Assignment: In the entries below, every line with the string "super" is to be reported.

Data for this task:

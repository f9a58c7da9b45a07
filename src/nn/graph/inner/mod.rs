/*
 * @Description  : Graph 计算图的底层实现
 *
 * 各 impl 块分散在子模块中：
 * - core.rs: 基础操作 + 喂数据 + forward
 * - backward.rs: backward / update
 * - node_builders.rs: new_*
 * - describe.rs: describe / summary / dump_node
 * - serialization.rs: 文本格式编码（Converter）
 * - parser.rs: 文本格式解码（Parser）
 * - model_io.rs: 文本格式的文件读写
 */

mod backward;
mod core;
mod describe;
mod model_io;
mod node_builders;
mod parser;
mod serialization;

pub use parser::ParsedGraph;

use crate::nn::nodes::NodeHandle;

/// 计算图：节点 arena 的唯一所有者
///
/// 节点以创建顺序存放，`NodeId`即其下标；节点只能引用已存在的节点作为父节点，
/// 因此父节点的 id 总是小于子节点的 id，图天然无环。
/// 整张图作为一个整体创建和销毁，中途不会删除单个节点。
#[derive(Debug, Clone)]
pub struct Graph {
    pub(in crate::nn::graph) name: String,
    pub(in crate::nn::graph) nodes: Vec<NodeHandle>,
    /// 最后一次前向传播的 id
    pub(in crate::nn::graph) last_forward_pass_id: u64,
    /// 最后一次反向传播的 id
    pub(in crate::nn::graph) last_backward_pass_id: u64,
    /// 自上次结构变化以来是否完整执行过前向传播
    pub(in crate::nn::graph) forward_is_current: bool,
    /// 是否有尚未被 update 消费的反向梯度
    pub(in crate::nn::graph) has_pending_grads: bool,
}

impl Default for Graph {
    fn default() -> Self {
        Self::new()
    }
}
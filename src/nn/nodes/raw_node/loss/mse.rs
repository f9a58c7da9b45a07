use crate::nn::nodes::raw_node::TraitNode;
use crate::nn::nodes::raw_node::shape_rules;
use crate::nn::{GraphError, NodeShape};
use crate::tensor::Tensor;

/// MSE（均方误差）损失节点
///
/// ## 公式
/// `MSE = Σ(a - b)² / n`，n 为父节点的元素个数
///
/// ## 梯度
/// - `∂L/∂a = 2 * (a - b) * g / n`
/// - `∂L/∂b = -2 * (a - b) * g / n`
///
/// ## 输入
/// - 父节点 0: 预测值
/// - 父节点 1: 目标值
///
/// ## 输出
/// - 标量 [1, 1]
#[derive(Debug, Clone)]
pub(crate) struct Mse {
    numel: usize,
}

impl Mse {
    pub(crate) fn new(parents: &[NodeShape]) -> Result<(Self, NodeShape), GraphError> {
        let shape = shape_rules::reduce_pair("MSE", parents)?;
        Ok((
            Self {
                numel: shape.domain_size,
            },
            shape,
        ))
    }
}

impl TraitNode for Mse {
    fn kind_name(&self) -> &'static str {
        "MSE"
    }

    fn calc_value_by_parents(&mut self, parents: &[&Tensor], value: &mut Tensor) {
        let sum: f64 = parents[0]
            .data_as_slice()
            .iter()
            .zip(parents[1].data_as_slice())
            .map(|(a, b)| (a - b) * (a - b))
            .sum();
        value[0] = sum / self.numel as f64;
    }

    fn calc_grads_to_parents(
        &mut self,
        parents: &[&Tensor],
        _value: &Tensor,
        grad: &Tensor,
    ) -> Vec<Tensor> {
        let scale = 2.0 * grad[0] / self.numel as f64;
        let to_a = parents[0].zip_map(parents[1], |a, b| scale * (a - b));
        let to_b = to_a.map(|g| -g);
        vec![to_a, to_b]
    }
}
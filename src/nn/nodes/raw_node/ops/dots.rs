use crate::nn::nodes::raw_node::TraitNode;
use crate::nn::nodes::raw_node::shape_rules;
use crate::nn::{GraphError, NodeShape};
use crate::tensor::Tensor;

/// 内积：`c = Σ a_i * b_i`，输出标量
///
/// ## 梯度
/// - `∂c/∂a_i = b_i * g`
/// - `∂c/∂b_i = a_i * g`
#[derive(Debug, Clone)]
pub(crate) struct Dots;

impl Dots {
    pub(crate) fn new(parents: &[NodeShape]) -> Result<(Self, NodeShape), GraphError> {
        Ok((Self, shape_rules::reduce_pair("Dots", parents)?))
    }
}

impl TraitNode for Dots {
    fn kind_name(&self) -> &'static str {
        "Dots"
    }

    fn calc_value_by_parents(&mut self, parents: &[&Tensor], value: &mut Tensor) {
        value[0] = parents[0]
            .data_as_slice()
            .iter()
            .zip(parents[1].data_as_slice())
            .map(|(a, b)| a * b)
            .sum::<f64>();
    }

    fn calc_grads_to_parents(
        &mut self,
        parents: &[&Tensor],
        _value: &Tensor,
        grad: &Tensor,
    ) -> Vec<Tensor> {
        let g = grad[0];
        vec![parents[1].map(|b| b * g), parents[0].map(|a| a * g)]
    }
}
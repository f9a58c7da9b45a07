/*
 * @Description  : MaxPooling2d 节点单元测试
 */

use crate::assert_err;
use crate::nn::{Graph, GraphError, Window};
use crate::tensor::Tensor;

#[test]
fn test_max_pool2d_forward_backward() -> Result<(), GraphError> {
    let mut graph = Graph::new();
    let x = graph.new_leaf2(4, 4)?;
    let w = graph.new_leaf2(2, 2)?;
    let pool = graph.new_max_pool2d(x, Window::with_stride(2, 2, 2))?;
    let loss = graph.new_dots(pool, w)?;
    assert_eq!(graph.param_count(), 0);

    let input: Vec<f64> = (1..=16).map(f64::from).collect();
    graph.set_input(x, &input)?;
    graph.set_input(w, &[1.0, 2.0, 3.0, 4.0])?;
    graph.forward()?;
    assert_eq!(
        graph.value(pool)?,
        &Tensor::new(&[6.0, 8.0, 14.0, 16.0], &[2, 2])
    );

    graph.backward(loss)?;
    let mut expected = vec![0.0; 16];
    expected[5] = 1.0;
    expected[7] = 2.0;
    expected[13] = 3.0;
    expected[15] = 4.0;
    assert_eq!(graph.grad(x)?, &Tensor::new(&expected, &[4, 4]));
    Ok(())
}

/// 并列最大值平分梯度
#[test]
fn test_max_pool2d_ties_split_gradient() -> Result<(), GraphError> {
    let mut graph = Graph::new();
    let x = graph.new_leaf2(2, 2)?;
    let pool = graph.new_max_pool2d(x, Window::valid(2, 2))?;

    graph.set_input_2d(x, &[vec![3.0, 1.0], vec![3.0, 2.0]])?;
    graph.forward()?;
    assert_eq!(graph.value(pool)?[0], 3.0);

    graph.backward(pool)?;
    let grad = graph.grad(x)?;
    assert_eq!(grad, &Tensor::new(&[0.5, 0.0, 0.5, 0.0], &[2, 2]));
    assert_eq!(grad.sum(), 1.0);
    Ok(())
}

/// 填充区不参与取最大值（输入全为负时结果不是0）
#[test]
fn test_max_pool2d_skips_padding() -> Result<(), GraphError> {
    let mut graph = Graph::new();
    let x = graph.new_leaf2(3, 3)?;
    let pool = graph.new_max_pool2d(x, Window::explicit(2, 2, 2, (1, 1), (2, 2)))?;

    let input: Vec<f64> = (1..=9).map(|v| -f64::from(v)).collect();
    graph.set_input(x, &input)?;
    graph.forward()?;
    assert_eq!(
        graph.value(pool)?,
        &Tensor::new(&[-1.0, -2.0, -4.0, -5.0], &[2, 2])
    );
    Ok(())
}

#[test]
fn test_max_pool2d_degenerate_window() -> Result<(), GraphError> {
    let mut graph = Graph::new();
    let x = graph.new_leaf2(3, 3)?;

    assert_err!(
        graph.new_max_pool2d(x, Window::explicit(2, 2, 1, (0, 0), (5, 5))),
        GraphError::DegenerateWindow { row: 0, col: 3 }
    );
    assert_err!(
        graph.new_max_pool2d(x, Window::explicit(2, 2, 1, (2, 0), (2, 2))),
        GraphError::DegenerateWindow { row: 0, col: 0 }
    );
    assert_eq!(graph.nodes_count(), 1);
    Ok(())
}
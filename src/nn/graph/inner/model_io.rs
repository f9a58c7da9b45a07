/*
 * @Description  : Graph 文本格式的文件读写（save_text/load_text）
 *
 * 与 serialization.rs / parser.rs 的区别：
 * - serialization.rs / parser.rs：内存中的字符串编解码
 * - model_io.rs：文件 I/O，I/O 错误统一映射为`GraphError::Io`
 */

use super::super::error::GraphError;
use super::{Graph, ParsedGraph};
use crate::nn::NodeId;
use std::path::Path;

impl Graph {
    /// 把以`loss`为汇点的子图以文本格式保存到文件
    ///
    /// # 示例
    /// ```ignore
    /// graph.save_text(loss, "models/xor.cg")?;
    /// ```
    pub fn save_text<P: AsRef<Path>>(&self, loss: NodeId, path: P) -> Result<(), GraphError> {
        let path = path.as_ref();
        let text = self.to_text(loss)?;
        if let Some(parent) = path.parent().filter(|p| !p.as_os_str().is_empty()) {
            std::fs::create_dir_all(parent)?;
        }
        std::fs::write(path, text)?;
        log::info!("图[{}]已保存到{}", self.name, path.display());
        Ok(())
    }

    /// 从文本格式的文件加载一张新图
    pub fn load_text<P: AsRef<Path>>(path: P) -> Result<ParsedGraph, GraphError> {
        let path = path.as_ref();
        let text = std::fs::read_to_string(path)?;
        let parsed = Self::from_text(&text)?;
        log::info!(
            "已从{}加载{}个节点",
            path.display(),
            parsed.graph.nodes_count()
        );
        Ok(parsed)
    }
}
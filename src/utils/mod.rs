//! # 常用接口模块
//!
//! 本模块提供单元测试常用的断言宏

Completed exercise:
use super::super::error::GraphError;
use super::{Graph, ParsedGraph};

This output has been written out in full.